C’est à partir de ce sens commun porteur d’une intuition collective que s’élaborent les perceptions de la réalité avec laquelle le collectif interagit pour élaborer une pensée collégiale. Ce ne sont au début, que des sensations des objets observés par chacun, dont des algorithmes peuvent nous restituer des représentations communes à partir des données discernées par le collectif pour rendre compte d’un objet commun. Il s’agit alors d’une lecture permettant d’interagir avec le réel, soit un travail de l’intellect par lequel nous traitons les données de l’expérience pour en dégager une idée, une image ou une quelconque forme abstraite capable de susciter un acte qui, bien que déclenché de manière inconsciente, se traduira consciemment par un résultat concret.

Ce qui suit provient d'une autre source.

use std::cmp::Ordering;
use std::error::Error;
use std::fmt::{Display, Formatter};

use log::warn;
use rayon::prelude::*;

use crate::alphabet::ReadsSetProperties;

/// Error occurring when building a reads set.
#[derive(Debug, Clone, Eq, PartialEq)]
pub enum ReadsSetError {
    /// The alphabet does not contain any symbol.
    EmptyAlphabet,
    /// The alphabet would contain more symbols than can be packed.
    AlphabetTooLarge(usize),
    /// A fixed alphabet lists the same symbol twice.
    DuplicateSymbol(u8),
    /// A read contains a symbol outside of the fixed alphabet.
    UnknownSymbol(u8),
    /// The read with given index is empty.
    EmptyRead(usize),
    /// Reads are longer than the supported maximum.
    ReadTooLong(usize, usize),
    /// More reads than can be addressed by a read index.
    TooManyReads(usize),
}

impl Display for ReadsSetError {
    fn fmt(&self, f: &mut Formatter<'_>) -> std::fmt::Result {
        match self {
            ReadsSetError::EmptyAlphabet => write!(f, "Empty alphabet"),
            ReadsSetError::AlphabetTooLarge(size) => write!(
                f,
                "Alphabet too large (symbols: {}, limit: {})",
                size,
                crate::alphabet::MAX_ALPHABET_SIZE
            ),
            ReadsSetError::DuplicateSymbol(symbol) => {
                write!(f, "Duplicate alphabet symbol: {:?}", *symbol as char)
            }
            ReadsSetError::UnknownSymbol(symbol) => {
                write!(f, "Symbol outside of the alphabet: {:?}", *symbol as char)
            }
            ReadsSetError::EmptyRead(index) => write!(f, "Read #{} is empty", index),
            ReadsSetError::ReadTooLong(length, max_length) => write!(
                f,
                "Read too long (read length: {}, limit: {})",
                length, max_length
            ),
            ReadsSetError::TooManyReads(count) => write!(f, "Too many reads: {}", count),
        }
    }
}

impl Error for ReadsSetError {}

pub type ReadsSetResult<T> = Result<T, ReadsSetError>;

Mais, dès lors que nous souhaitons élaborer collectivement une pensée collégiale au sein d’un groupe constitué autour d’une intention commune, le calcul, qui façonne inconsciemment l’intuition dans une mémoire individuelle, ne suffit plus. Il reste utile pour traiter des « données de masse (big data) », puis peut-être pour acquérir les « données pertinentes (smart data) » au regard de l’intention commune qui conditionne le groupe, et enfin produire des données suffisamment « consistantes ou substantielles (thick data) »[1] pour conduire l’action, mais il ne peut suffire pour la penser. La décision consciente qui déclenche l’action réfléchie ne peut se contenter de la seule intelligence procédurale : elle doit impérativement passer par un travail de la mémoire conceptuelle.
Ainsi, les perceptions directes qui sont des données dont le traitement peut être confié à des algorithmes, ne permettront jamais à elles seules de représenter une situation avec toutes les garanties de rigueur nécessaires à l’intervention d’une intention commune destinée à agir en responsabilité sur la dite situation. Seule une pensée collégiale, prolongeant le traitement des données en procédant de ce même sens commun qui oriente en toute intelligence une intuition dès lors collective, peut ainsi façonner l’information ou la mise en forme de connaissances partagées, puis de savoirs communs pour consolider cette relation si délicate dans l’action entre l’unité du sujet responsable, et la communauté de l’objet souverain « intérêt général ». La pensée collégiale appliquée à la politique, c’est l’aboutissement du travail conceptuel d’une mémoire à vocation politique, c’est-à-dire d’une intelligence collective. Elle perçoit les objets de la réalité au travers d’une « grille conceptuelle déterminée par la situation qui nous met en relation avec eux et par notre intention envers eux »[2]. C’est la satisfaction de l’intérêt général qui forge le sens de l’État et détermine entièrement notre intention envers les objets observés que la situation met en relation avec nous. « En regard de la complexité illimitée de ces objets », ce travail conceptuel de l’intelligence à vocation politique, soit la pensée collégiale peut être « simple ». Grâce à l’ intelligence collective qu’une véritable documentation scientifique est capable de produire, c’est en effet dans cette démarche à la fois scientifique et politique, que la satisfaction de l’intérêt général forge le sens de l’État en déterminant « notre intention envers les objets » observés que « la situation met en relation avec nous » [3].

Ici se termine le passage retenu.